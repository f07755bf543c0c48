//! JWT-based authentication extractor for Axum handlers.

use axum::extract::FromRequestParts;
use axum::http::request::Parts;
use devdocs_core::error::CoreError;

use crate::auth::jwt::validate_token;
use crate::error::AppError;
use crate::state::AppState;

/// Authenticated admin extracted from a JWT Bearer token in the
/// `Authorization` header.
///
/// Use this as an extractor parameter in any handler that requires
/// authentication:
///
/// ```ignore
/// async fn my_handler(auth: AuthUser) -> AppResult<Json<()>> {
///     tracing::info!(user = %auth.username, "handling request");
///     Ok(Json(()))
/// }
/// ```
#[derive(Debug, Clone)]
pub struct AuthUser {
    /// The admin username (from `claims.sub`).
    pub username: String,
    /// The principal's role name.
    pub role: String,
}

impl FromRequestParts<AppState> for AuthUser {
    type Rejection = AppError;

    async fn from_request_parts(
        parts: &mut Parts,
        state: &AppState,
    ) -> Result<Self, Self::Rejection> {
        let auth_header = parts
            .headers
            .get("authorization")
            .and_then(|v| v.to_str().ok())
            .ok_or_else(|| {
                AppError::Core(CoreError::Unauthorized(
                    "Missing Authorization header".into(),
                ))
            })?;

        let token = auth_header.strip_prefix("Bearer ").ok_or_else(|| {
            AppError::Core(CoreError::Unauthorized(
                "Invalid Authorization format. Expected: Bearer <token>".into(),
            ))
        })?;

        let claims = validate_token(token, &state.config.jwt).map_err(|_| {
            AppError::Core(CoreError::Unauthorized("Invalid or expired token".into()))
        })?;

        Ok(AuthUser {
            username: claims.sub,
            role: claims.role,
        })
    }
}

════════════════════

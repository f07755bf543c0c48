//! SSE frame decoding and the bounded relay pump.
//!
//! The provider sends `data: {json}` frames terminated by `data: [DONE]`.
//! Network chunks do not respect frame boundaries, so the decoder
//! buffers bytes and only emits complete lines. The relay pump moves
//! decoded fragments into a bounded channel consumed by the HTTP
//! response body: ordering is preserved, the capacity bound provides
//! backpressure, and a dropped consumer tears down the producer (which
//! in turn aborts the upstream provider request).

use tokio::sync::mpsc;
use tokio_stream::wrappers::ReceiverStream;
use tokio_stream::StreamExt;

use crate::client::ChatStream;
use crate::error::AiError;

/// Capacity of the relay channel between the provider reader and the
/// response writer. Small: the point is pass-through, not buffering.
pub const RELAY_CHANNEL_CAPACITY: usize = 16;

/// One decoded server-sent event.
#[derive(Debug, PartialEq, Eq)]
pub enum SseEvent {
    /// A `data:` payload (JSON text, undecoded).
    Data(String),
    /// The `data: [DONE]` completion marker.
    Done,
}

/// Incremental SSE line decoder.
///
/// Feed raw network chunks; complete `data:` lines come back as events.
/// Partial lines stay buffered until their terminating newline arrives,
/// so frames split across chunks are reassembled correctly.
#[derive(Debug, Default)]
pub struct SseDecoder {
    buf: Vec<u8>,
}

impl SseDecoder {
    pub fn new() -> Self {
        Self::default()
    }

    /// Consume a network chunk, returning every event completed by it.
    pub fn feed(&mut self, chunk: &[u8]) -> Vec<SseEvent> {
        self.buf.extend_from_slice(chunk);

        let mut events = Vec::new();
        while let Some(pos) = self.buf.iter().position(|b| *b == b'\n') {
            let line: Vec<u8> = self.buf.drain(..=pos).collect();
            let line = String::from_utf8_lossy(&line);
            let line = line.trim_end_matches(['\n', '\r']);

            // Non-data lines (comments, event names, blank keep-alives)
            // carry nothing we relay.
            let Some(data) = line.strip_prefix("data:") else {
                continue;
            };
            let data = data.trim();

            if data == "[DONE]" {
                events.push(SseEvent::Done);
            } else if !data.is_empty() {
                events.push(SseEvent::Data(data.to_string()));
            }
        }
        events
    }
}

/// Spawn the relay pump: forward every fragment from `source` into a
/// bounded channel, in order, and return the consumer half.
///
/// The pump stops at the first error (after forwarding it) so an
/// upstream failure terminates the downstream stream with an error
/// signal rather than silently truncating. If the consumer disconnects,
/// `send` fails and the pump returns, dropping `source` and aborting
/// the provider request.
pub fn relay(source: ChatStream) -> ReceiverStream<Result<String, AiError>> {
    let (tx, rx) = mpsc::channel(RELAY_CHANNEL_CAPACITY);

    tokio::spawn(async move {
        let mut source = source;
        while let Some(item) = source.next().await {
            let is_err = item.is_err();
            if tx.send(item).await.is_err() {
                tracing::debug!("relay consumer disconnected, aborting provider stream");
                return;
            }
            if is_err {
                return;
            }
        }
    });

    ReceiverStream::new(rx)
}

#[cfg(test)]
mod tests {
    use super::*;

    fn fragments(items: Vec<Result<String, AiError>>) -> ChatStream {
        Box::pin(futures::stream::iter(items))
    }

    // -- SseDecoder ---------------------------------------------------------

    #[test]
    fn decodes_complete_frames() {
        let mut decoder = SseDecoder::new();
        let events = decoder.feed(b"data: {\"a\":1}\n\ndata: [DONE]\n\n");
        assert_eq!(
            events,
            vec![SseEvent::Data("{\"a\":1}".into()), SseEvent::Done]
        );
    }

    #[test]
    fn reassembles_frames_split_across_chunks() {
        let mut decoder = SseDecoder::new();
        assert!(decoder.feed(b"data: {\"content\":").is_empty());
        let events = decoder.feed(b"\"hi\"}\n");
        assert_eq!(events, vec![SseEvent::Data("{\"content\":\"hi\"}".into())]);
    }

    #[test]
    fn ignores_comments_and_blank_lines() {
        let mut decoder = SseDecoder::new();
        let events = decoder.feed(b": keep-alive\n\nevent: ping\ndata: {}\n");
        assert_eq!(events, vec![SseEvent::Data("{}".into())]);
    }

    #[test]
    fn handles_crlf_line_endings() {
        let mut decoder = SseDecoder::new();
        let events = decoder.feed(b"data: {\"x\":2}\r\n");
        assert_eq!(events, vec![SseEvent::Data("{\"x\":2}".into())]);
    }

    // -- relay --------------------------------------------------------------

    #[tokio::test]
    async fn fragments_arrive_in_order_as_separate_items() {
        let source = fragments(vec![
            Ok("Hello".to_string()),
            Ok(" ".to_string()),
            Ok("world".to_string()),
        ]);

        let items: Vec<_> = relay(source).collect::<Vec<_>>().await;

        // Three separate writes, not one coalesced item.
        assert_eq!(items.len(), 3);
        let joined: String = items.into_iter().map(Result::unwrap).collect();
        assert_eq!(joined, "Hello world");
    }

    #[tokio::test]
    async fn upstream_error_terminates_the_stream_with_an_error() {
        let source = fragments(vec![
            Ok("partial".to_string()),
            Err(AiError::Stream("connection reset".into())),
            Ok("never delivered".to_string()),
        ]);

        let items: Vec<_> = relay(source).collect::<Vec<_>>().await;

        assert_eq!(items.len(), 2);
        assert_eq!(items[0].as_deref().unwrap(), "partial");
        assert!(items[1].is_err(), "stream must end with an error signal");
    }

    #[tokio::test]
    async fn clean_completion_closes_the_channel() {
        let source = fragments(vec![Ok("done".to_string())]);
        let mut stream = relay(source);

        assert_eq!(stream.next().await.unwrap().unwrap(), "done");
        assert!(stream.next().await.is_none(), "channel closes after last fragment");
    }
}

════════════════════

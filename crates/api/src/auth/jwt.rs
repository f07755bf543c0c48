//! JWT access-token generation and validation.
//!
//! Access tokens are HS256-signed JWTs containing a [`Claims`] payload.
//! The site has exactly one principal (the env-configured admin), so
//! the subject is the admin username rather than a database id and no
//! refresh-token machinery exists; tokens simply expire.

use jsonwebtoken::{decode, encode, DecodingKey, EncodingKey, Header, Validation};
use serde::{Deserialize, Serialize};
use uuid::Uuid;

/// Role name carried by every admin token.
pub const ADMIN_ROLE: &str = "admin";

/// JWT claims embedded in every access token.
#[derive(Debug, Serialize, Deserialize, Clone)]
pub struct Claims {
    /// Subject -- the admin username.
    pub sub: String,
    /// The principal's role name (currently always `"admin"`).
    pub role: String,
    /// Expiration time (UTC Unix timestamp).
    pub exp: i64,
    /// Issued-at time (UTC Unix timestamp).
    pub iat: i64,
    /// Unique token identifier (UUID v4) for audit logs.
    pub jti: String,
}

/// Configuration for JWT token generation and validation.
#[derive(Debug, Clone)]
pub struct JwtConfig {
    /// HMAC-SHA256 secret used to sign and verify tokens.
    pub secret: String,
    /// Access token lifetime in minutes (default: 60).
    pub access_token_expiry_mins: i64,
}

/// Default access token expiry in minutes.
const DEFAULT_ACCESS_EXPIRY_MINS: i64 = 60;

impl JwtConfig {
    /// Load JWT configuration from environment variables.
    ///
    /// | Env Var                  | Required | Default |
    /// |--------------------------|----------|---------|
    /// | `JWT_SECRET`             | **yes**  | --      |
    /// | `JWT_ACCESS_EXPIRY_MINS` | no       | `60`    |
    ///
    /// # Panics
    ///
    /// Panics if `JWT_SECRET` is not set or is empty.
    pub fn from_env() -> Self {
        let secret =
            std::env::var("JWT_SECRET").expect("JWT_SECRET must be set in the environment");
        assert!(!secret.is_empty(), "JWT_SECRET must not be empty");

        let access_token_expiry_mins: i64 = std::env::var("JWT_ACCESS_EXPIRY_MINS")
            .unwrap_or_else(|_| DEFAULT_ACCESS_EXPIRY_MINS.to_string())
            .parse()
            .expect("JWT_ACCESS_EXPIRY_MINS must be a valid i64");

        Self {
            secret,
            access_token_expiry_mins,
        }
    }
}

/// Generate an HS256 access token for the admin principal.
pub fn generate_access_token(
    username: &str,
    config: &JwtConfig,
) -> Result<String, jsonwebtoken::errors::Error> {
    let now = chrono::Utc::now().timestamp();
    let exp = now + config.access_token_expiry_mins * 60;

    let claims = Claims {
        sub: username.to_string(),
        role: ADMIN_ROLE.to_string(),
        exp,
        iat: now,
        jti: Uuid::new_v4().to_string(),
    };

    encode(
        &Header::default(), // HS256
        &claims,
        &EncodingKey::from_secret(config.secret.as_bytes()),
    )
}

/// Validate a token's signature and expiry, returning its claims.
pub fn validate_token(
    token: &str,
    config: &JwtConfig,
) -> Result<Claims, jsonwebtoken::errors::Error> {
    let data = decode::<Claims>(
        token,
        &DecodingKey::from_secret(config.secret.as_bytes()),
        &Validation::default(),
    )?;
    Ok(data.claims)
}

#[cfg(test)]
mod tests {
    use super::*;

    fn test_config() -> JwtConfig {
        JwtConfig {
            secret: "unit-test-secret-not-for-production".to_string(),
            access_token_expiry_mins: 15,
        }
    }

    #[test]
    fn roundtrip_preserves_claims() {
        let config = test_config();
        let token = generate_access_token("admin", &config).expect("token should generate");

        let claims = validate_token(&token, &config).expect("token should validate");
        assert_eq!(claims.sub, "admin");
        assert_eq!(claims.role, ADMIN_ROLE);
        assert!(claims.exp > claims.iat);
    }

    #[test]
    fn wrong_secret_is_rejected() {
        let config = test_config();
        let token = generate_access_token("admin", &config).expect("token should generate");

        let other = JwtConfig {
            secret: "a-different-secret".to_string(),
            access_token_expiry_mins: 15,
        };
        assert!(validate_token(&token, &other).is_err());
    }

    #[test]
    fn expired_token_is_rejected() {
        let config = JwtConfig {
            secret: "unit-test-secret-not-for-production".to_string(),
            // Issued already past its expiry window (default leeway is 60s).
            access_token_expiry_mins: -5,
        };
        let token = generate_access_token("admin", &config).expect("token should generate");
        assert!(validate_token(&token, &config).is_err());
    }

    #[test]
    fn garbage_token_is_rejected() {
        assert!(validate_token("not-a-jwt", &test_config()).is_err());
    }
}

════════════════════

Exercise directions -
Identify the lines in the entries above that contain "push", then copy them out.

Answer box -
                events.push(SseEvent::Done);
                events.push(SseEvent::Data(data.to_string()));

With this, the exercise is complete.